Home > mailing lists

Re: Millions of tables - Mailing list pgsql-performance

From	Greg Spiegelberg
Subject	Re: Millions of tables
Date	September 27, 2016 15:49:55
Msg-id	CAEtnbpU23--36ea-HoECUBysvtYOMCobd9wEY6b2bL88ugOTXg@mail.gmail.com Whole thread Raw
In response to	Re: Millions of tables ("Mike Sofen" <msofen@runbox.com>)
Responses	Re: Millions of tables
List	pgsql-performance

Tree view

On Tue, Sep 27, 2016 at 9:42 AM, Mike Sofen <msofen@runbox.com> wrote:

From: Mike Sofen Sent: Tuesday, September 27, 2016 8:10 AM

From: Greg Spiegelberg Sent: Monday, September 26, 2016 7:25 AM
I've gotten more responses than anticipated and have answered some questions and gotten some insight but my challenge again is what should I capture along the way to prove or disprove this storage pattern? Alternatives to the storage pattern aside, I need ideas to test rig, capture metrics and suggestions to tune it.

In the next 24 hours, I will be sending ~1 trillion records to the test database.

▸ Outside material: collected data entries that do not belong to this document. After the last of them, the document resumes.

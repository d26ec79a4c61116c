use std::env;
use std::path::{Path, PathBuf};

use anyhow::{Context, Result};
use serde::Serialize;

/// Retail layout: numbered rows, "Наименование / Цена / Фасовка".
#[derive(Serialize)]
struct RetailRow<'a> {
    #[serde(rename = "№")]
    number: usize,
    #[serde(rename = "Наименование")]
    name: &'a str,
    #[serde(rename = "Цена")]
    price: f64,
    #[serde(rename = "Фасовка")]
    weight: f64,
    #[serde(rename = "Поставщик")]
    supplier: &'a str,
}

/// Market layout: "товар / розница / вес" plus an ignored stock column.
#[derive(Serialize)]
struct MarketRow<'a> {
    #[serde(rename = "товар")]
    name: &'a str,
    #[serde(rename = "остаток")]
    stock: u32,
    #[serde(rename = "розница")]
    price: f64,
    #[serde(rename = "вес")]
    weight: f64,
}

/// Wholesale layout: "продукт / масса / цена".
#[derive(Serialize)]
struct WholesaleRow<'a> {
    #[serde(rename = "продукт")]
    name: &'a str,
    #[serde(rename = "масса")]
    weight: f64,
    #[serde(rename = "цена")]
    price: f64,
}

/// (product, base price per kg, package weight in kg)
const PRODUCTS: &[(&str, f64, f64)] = &[
    ("Хлеб ржаной", 120.0, 0.5),
    ("Молоко 3.2%", 95.0, 1.0),
    ("Сыр Российский", 780.0, 0.3),
    ("Масло сливочное", 900.0, 0.18),
    ("Гречка", 110.0, 0.9),
    ("Сахар", 85.0, 1.0),
    ("Яблоки Гала", 160.0, 1.5),
    ("Кофе молотый", 1600.0, 0.25),
];

/// Deterministic linear congruential generator so reruns give identical files.
struct Lcg(u64);

impl Lcg {
    fn next_f64(&mut self) -> f64 {
        self.0 = self
            .0
            .wrapping_mul(6364136223846793005)
            .wrapping_add(1442695040888963407);
        (self.0 >> 11) as f64 / (1u64 << 53) as f64
    }

    /// Multiplier in `[1 - spread, 1 + spread)`.
    fn jitter(&mut self, spread: f64) -> f64 {
        1.0 + spread * (2.0 * self.next_f64() - 1.0)
    }
}

fn round2(v: f64) -> f64 {
    (v * 100.0).round() / 100.0
}

fn package_price(rng: &mut Lcg, per_kg: f64, weight: f64) -> f64 {
    round2(per_kg * weight * rng.jitter(0.15))
}

fn write_retail(dir: &Path, rng: &mut Lcg) -> Result<PathBuf> {
    let path = dir.join("price_0.csv");
    let mut writer = csv::Writer::from_path(&path)
        .with_context(|| format!("creating {}", path.display()))?;
    for (i, &(name, per_kg, weight)) in PRODUCTS.iter().enumerate() {
        writer.serialize(RetailRow {
            number: i + 1,
            name,
            price: package_price(rng, per_kg, weight),
            weight,
            supplier: "ООО Ромашка",
        })?;
    }
    // Rows the analyzer is expected to discard.
    writer.write_record(["99", "Соль (нет в наличии)", "н/д", "1", "ООО Ромашка"])?;
    writer.write_record(["100", "Пакет", "5", "0", "ООО Ромашка"])?;
    writer.flush()?;
    Ok(path)
}

fn write_market(dir: &Path, rng: &mut Lcg) -> Result<PathBuf> {
    let path = dir.join("price_1.csv");
    let mut writer = csv::Writer::from_path(&path)
        .with_context(|| format!("creating {}", path.display()))?;
    for &(name, per_kg, weight) in PRODUCTS.iter().step_by(2) {
        writer.serialize(MarketRow {
            name,
            stock: (rng.next_f64() * 50.0) as u32,
            price: package_price(rng, per_kg, weight),
            weight,
        })?;
    }
    writer.write_record(["Сметана", "12", "89.90", "-0.3"])?;
    writer.flush()?;
    Ok(path)
}

fn write_wholesale(dir: &Path, rng: &mut Lcg) -> Result<PathBuf> {
    let path = dir.join("price_2.csv");
    let mut writer = csv::Writer::from_path(&path)
        .with_context(|| format!("creating {}", path.display()))?;
    for &(name, per_kg, _) in PRODUCTS.iter().skip(1) {
        let weight = 5.0;
        writer.serialize(WholesaleRow {
            name,
            weight,
            price: round2(package_price(rng, per_kg, weight) * 0.85),
        })?;
    }
    writer.flush()?;
    Ok(path)
}

fn main() -> Result<()> {
    let dir = env::args()
        .nth(1)
        .map(PathBuf::from)
        .unwrap_or_else(|| PathBuf::from("."));
    std::fs::create_dir_all(&dir).with_context(|| format!("creating {}", dir.display()))?;

    let mut rng = Lcg(42);
    let written = [
        write_retail(&dir, &mut rng)?,
        write_market(&dir, &mut rng)?,
        write_wholesale(&dir, &mut rng)?,
    ];

    for path in &written {
        println!("Wrote {}", path.display());
    }
    Ok(())
}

Because of time to set up, I'd rather have things set up properly the first go.

Thanks!
-Greg
---------------------
Greg, I ran another quick test on a wider table than you’ve described, but this time with 80 million rows, with core counts, ram and ssd storage similar to what you’d have on that AWS EC2 instance. This table had 7 columns (3 integers, 3 text, 1 timestamptz) with an average width of 157 chars, one btree index on the pk int column. Using explain analyze, I picked one id value out of the 80m and ran a select * where id = x. It did an index scan, had a planning time of 0.077ms, and an execution time of 0.254 seconds. I ran the query for a variety of widely spaced values (so the data was uncached) and the timing never changed. This has been mirroring my general experience with PG – very fast reads on indexed queries.

Summary: I think your buckets can be WAY bigger than you are envisioning for the simple table design you’ve described. I’m betting you can easily do 500 million rows per bucket before approaching anything close to the 30ms max query time.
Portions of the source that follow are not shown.